MILAN/ROME (Reuters) – Telecom Italia’s network can cope with the surge in traffic driven by the coronavirus crisis in the country, CEO Luigi Gubitosi was quoted as saying on Wednesday, as U.S. activist fund Elliott cut its stake in the phone group.
FILE PHOTO: Telecom Italia new logo is seen at the headquarter in Rozzano neighbourhood of Milan, Italy, May 25, 2016. REUTERS/Stefano Rellandini/File Photo
The strategic role of TIM’s network – as well as its needs for an upgrade – has taken center stage in the healthcare emergency, which has confined Italians to their homes, forcing millions to embrace smart-working and online-teaching.
“TIM’s network is well-built. It is very solid and stable and can hold, with no problems, additional traffic,” Gubitosi told the newspaper Corriere della Sera.
His comments follow a decision by Elliott to reduce its stake in the former phone incumbent to 6.97% from 9.72%. A person familiar with the matter, who asked not to be named, cited a “portfolio rebalancing” given the market situation.
The person said Elliott remained committed as a TIM investor and supported the group’s board and management.
By 1023 GMT shares in Telecom fell 2.4%, underperforming a 0.3% rise in Milan blue-chip index.
Paul Singer’s fund with assets under management of about $35 billion has been increasingly active in Europe, taking stakes in some of the region’s largest companies, including SAP, Bayer and Altran in the past year.

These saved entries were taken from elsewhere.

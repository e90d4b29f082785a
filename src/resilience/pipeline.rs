//! Composed call path.
//!
//! # Data Flow
//! ```text
//! call(operation)
//!     → ConcurrencyLimiter (wait for a slot, FIFO)
//!     → RateLimiter (optional, wait up to acquire_timeout_ms for a token)
//!     → CircuitBreaker (fail fast while open)
//!     → retry_with_backoff (sequential attempts)
//!         → with_timeout (per-attempt deadline)
//!             → operation()
//! ```
//!
//! The breaker sits outside the retry loop, so one logical call counts as
//! one breaker outcome and retries never hammer an open circuit.

use std::future::Future;
use std::time::Duration;

use serde::Serialize;

use crate::config::validation;
use crate::config::{RetryConfig, ToolkitConfig};
use crate::error::ToolkitResult;
use crate::limits::{ConcurrencyLimiter, LimiterStats, RateLimiter, RateLimiterStats};
use crate::resilience::circuit_breaker::{CircuitBreaker, CircuitStats};
use crate::resilience::retries::retry_with_backoff_if;
use crate::resilience::timeouts::with_timeout;
use crate::resilience::types::ResilienceError;

/// Snapshot of every gate in a pipeline.
#[derive(Debug, Clone, PartialEq, Serialize)]
pub struct PipelineStats {
    pub limiter: LimiterStats,
    pub breaker: CircuitStats,
    pub rate_limiter: Option<RateLimiterStats>,
}

/// Limiter, rate gate, breaker, retries and timeout around one collaborator.
#[derive(Debug)]
pub struct CallPipeline {
    limiter: ConcurrencyLimiter,
    rate_limiter: Option<RateLimiter>,
    rate_wait: Duration,
    breaker: CircuitBreaker,
    retry: RetryConfig,
    timeout: Duration,
}

impl CallPipeline {
    pub fn from_config(config: &ToolkitConfig) -> ToolkitResult<Self> {
        validation::ensure(|errors| {
            validation::check_retries(&config.retries, "retries", errors);
            validation::check_timeouts(&config.timeouts, "timeouts", errors);
        })?;

        let rate_limiter = if config.rate_limit.enabled {
            Some(RateLimiter::new(config.rate_limit.clone())?)
        } else {
            None
        };

        Ok(Self {
            limiter: ConcurrencyLimiter::new(config.concurrency.clone())?,
            rate_limiter,
            rate_wait: Duration::from_millis(config.rate_limit.acquire_timeout_ms),
            breaker: CircuitBreaker::new(config.circuit_breaker.clone())?,
            retry: config.retries.clone(),
            timeout: config.timeouts.operation(),
        })
    }

    /// Run `operation` through every gate.
    ///
    /// `operation` is invoked once per attempt. Rejections never reach it:
    /// the rate gate yields [`ResilienceError::RateLimited`] and the breaker
    /// yields [`ResilienceError::CircuitOpen`] or
    /// [`ResilienceError::HalfOpenSaturated`].
    pub async fn call<F, Fut, T, E>(&self, operation: F) -> Result<T, ResilienceError<E>>
    where
        F: FnMut() -> Fut,
        Fut: Future<Output = Result<T, E>>,
    {
        self.limiter
            .execute(|| async move {
                if let Some(rate) = &self.rate_limiter {
                    if !rate.acquire(1, self.rate_wait).await {
                        return Err(ResilienceError::RateLimited {
                            name: rate.name().to_string(),
                        });
                    }
                }

                self.breaker
                    .execute(|| async move {
                        let mut operation = operation;
                        retry_with_backoff_if(
                            || with_timeout(operation(), self.timeout),
                            &self.retry,
                            |err: &ResilienceError<E>| !err.is_rejection(),
                        )
                        .await
                    })
                    .await
                    .map_err(|err| err.flatten().flatten())
            })
            .await
    }

    pub fn limiter(&self) -> &ConcurrencyLimiter {
        &self.limiter
    }

    pub fn breaker(&self) -> &CircuitBreaker {
        &self.breaker
    }

    pub fn rate_limiter(&self) -> Option<&RateLimiter> {
        self.rate_limiter.as_ref()
    }

    pub fn stats(&self) -> PipelineStats {
        PipelineStats {
            limiter: self.limiter.stats(),
            breaker: self.breaker.stats(),
            rate_limiter: self.rate_limiter.as_ref().map(RateLimiter::stats),
        }
    }
}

Investors face losses as the coronavirus outbreak devastates financial markets, driving the pan-European STOXX 600 index down by a quarter year-to-date.

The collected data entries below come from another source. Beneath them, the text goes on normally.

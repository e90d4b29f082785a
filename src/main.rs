//! resilience-probe
//!
//! Drives simulated calls through the toolkit and prints what happened.
//!
//! ```text
//!  call ids ──▶ BoundedQueue (pending) ──▶ workers ──▶ CallPipeline ──▶ flaky collaborator
//!                                                          │
//!                                           successes ──▶ BoundedCache (results)
//! ```

use std::path::PathBuf;
use std::sync::Arc;
use std::time::Duration;

use clap::Parser;
use parking_lot::Mutex;
use rand::Rng;
use serde::Serialize;
use tokio::time::Instant;

use bounded_resilience::bounded::{BoundedCache, BoundedQueue, CacheStats, QueueEvent, QueueMetrics};
use bounded_resilience::config::{load_config, ToolkitConfig};
use bounded_resilience::observability::{logging, metrics};
use bounded_resilience::resilience::{CallPipeline, PipelineStats};

#[derive(Parser)]
#[command(name = "resilience-probe")]
#[command(about = "Drive simulated calls through bounded-resilience primitives", long_about = None)]
struct Cli {
    /// TOML configuration file; defaults are used when omitted
    #[arg(short, long)]
    config: Option<PathBuf>,

    /// Number of calls to issue
    #[arg(short = 'n', long, default_value_t = 200)]
    calls: usize,

    /// Probability that a simulated call fails
    #[arg(short, long, default_value_t = 0.2)]
    failure_rate: f64,

    /// Base latency of a simulated call in milliseconds
    #[arg(short, long, default_value_t = 20)]
    latency_ms: u64,
}

/// Stand-in for a remote dependency with random latency and failures.
struct FlakyCollaborator {
    failure_rate: f64,
    latency: Duration,
}

impl FlakyCollaborator {
    async fn call(&self, id: usize) -> Result<u64, String> {
        let extra = rand::thread_rng().gen_range(0..=self.latency.as_millis() as u64);
        let latency = self.latency + Duration::from_millis(extra);
        tokio::time::sleep(latency).await;

        if rand::thread_rng().gen_bool(self.failure_rate) {
            Err(format!("call {} failed", id))
        } else {
            Ok(latency.as_millis() as u64)
        }
    }
}

#[derive(Debug, Default, Serialize)]
struct Outcomes {
    succeeded: u64,
    failed: u64,
    timed_out: u64,
    rejected: u64,
    dropped_before_start: u64,
}

#[derive(Serialize)]
struct ProbeReport {
    calls: usize,
    elapsed_ms: u64,
    outcomes: Outcomes,
    pipeline: PipelineStats,
    results_cache: CacheStats,
    pending_queue: QueueMetrics,
}

#[tokio::main]
async fn main() -> Result<(), Box<dyn std::error::Error>> {
    let cli = Cli::parse();

    let config = match &cli.config {
        Some(path) => load_config(path)?,
        None => ToolkitConfig::default(),
    };

    if let Err(e) = logging::init_logging(&config.observability) {
        eprintln!("Failed to initialise logging: {}", e);
    }

    tracing::info!(
        calls = cli.calls,
        failure_rate = cli.failure_rate,
        latency_ms = cli.latency_ms,
        "resilience-probe starting"
    );

    if config.observability.metrics_enabled {
        match config.observability.metrics_address.parse() {
            Ok(addr) => {
                if let Err(e) = metrics::init_metrics(addr) {
                    tracing::error!(error = %e, "Failed to install metrics exporter");
                }
            }
            Err(_) => tracing::error!(
                metrics_address = %config.observability.metrics_address,
                "Failed to parse metrics address"
            ),
        }
    }

    let pipeline = Arc::new(CallPipeline::from_config(&config)?);
    let results = Arc::new(BoundedCache::<usize, u64>::new(config.cache.clone())?);
    let (pending, mut events) = BoundedQueue::<usize>::with_events(config.queue.clone())?;
    let pending = Arc::new(pending);
    let collaborator = Arc::new(FlakyCollaborator {
        failure_rate: cli.failure_rate.clamp(0.0, 1.0),
        latency: Duration::from_millis(cli.latency_ms),
    });
    let outcomes = Arc::new(Mutex::new(Outcomes::default()));

    for id in 0..cli.calls {
        pending.enqueue(id);
    }
    while let Ok(event) = events.try_recv() {
        if let QueueEvent::Dropped(_) | QueueEvent::Rejected(_) = event {
            outcomes.lock().dropped_before_start += 1;
        }
    }

    let started = Instant::now();
    let workers = config.concurrency.max_concurrency * 2;
    let mut handles = Vec::with_capacity(workers);
    for _ in 0..workers {
        let pipeline = pipeline.clone();
        let results = results.clone();
        let pending = pending.clone();
        let collaborator = collaborator.clone();
        let outcomes = outcomes.clone();

        handles.push(tokio::spawn(async move {
            let collaborator = &*collaborator;
            while let Some(id) = pending.dequeue() {
                let result = pipeline.call(move || collaborator.call(id)).await;

                let mut tally = outcomes.lock();
                match result {
                    Ok(latency) => {
                        results.set(id, latency);
                        tally.succeeded += 1;
                    }
                    Err(e) if e.is_rejection() => tally.rejected += 1,
                    Err(e) if e.is_timeout() => tally.timed_out += 1,
                    Err(e) => {
                        tracing::debug!(call = id, error = %e, "Call failed");
                        tally.failed += 1;
                    }
                }
            }
        }));
    }

    for handle in handles {
        if let Err(e) = handle.await {
            tracing::error!(error = %e, "Worker task failed");
        }
    }

    let report = ProbeReport {
        calls: cli.calls,
        elapsed_ms: started.elapsed().as_millis() as u64,
        outcomes: std::mem::take(&mut *outcomes.lock()),
        pipeline: pipeline.stats(),
        results_cache: results.stats(),
        pending_queue: pending.metrics(),
    };
    results.destroy();
    pending.destroy();

    println!("{}", serde_json::to_string_pretty(&report)?);
    tracing::info!("resilience-probe finished");
    Ok(())
}
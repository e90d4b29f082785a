//! Timeout enforcement.
//!
//! # Responsibilities
//! - Race an operation against a deadline
//! - Report a lost race as a distinct [`ResilienceError::Timeout`]
//!
//! # Design Decisions
//! - Uses Tokio's timeout facilities
//! - [`with_timeout`] drops the operation when the deadline wins, so it
//!   stops at its next await point and its resources are released
//! - [`with_timeout_detached`] spawns the operation instead; the caller
//!   gives up waiting but the operation keeps running to completion

use std::future::Future;
use std::time::Duration;

use crate::observability::metrics;
use crate::resilience::types::ResilienceError;

const DEFAULT_MESSAGE: &str = "Operation timed out";

/// Run `operation` with a deadline, cancelling it if the deadline wins.
pub async fn with_timeout<Fut, T, E>(operation: Fut, timeout: Duration) -> Result<T, ResilienceError<E>>
where
    Fut: Future<Output = Result<T, E>>,
{
    with_timeout_message(operation, timeout, DEFAULT_MESSAGE).await
}

/// [`with_timeout`] with a caller-supplied error message.
pub async fn with_timeout_message<Fut, T, E>(
    operation: Fut,
    timeout: Duration,
    message: impl Into<String>,
) -> Result<T, ResilienceError<E>>
where
    Fut: Future<Output = Result<T, E>>,
{
    match tokio::time::timeout(timeout, operation).await {
        Ok(result) => result.map_err(ResilienceError::Operation),
        Err(_) => Err(timed_out(timeout, message.into())),
    }
}

/// Run `operation` on its own task and stop waiting after `timeout`.
///
/// The operation is not cancelled when the deadline wins; its eventual
/// result is discarded.
pub async fn with_timeout_detached<Fut, T, E>(
    operation: Fut,
    timeout: Duration,
) -> Result<T, ResilienceError<E>>
where
    Fut: Future<Output = Result<T, E>> + Send + 'static,
    T: Send + 'static,
    E: Send + 'static,
{
    let handle = tokio::spawn(operation);
    match tokio::time::timeout(timeout, handle).await {
        Ok(Ok(result)) => result.map_err(ResilienceError::Operation),
        Ok(Err(join_err)) if join_err.is_panic() => std::panic::resume_unwind(join_err.into_panic()),
        Ok(Err(_)) => Err(ResilienceError::Timeout {
            after: timeout,
            message: "Operation cancelled by runtime shutdown".to_string(),
        }),
        Err(_) => Err(timed_out(timeout, DEFAULT_MESSAGE.to_string())),
    }
}

fn timed_out<E>(after: Duration, message: String) -> ResilienceError<E> {
    tracing::warn!(timeout_ms = after.as_millis() as u64, message = %message, "Deadline exceeded");
    metrics::record_timeout();
    ResilienceError::Timeout { after, message }
}
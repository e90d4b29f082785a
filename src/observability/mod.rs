//! Observability subsystem.
//!
//! # Data Flow
//! ```text
//! All primitives produce:
//!     → tracing events (state transitions, drops, retries, timeouts)
//!     → metrics.rs (counters and gauges through the `metrics` facade)
//!
//! Consumers:
//!     → logging.rs subscriber (stdout, pretty or JSON)
//!     → Prometheus scrape endpoint (installed by the host binary)
//! ```
//!
//! # Design Decisions
//! - The library only emits; installing subscribers and recorders is left to
//!   the host process
//! - Metric updates are cheap no-ops when no recorder is installed

pub mod logging;
pub mod metrics;
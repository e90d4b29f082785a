//! Shared utilities for integration tests.

use std::sync::atomic::{AtomicU32, Ordering};
use std::time::Duration;

use bounded_resilience::config::{RetryConfig, ToolkitConfig};

/// A collaborator that fails its first `fail_first` calls, then recovers.
pub struct Collaborator {
    calls: AtomicU32,
    fail_first: u32,
    latency: Duration,
}

#[allow(dead_code)]
impl Collaborator {
    pub fn new(fail_first: u32, latency: Duration) -> Self {
        Self {
            calls: AtomicU32::new(0),
            fail_first,
            latency,
        }
    }

    pub async fn call(&self) -> Result<u32, String> {
        let n = self.calls.fetch_add(1, Ordering::SeqCst) + 1;
        tokio::time::sleep(self.latency).await;
        if n <= self.fail_first {
            Err(format!("upstream unavailable (call {})", n))
        } else {
            Ok(n)
        }
    }

    pub fn calls(&self) -> u32 {
        self.calls.load(Ordering::SeqCst)
    }
}

/// Retries with small, deterministic delays.
#[allow(dead_code)]
pub fn quick_retries(max_retries: u32) -> RetryConfig {
    RetryConfig {
        max_retries,
        base_delay_ms: 10,
        max_delay_ms: 100,
        multiplier: 2.0,
        jitter: false,
    }
}

/// A pipeline configuration sized for tests.
#[allow(dead_code)]
pub fn pipeline_config() -> ToolkitConfig {
    let mut config = ToolkitConfig::default();
    config.concurrency.max_concurrency = 4;
    config.circuit_breaker.failure_threshold = 2;
    config.circuit_breaker.reset_timeout_ms = 1_000;
    config.retries = quick_retries(2);
    config.timeouts.operation_ms = 200;
    config
}
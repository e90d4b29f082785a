//! One-shot stop signal for background sweeps.

use std::sync::atomic::{AtomicBool, Ordering};

use tokio::sync::broadcast;

/// Stop latch owned by a container with background work.
///
/// Sweep tasks subscribe to it. Triggering it, or dropping it, ends every
/// subscriber; only the first trigger sends anything.
#[derive(Debug)]
pub struct Shutdown {
    tx: broadcast::Sender<()>,
    triggered: AtomicBool,
}

impl Shutdown {
    pub fn new() -> Self {
        let (tx, _) = broadcast::channel(1);
        Self {
            tx,
            triggered: AtomicBool::new(false),
        }
    }

    /// Receiver that resolves once the latch fires or is dropped.
    pub fn subscribe(&self) -> broadcast::Receiver<()> {
        self.tx.subscribe()
    }

    /// Fire the latch. Returns `false` if it had already fired.
    pub fn trigger(&self) -> bool {
        if self.triggered.swap(true, Ordering::SeqCst) {
            return false;
        }
        let _ = self.tx.send(());
        true
    }

    pub fn is_triggered(&self) -> bool {
        self.triggered.load(Ordering::SeqCst)
    }

    /// Subscribers still listening, i.e. sweep tasks still running.
    pub fn receiver_count(&self) -> usize {
        self.tx.receiver_count()
    }
}

impl Default for Shutdown {
    fn default() -> Self {
        Self::new()
    }
}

Gubitosi said that anti-coronavirus lockdown measures imposed by Italy’s government had nearly doubled traffic on landlines while traffic on mobile lines had risen by 30%.
“We believe that Telecom Italia has proved to be one of the most resilient businesses since the outbreak of the virus as more and more users are connected to TIM’S network,” Pietro Solidoro, an analyst at broker Fidentiis said in a note.
“We believe that Elliott’s commitment to Telecom Italia has remained unchanged despite the slight reduction in the position.”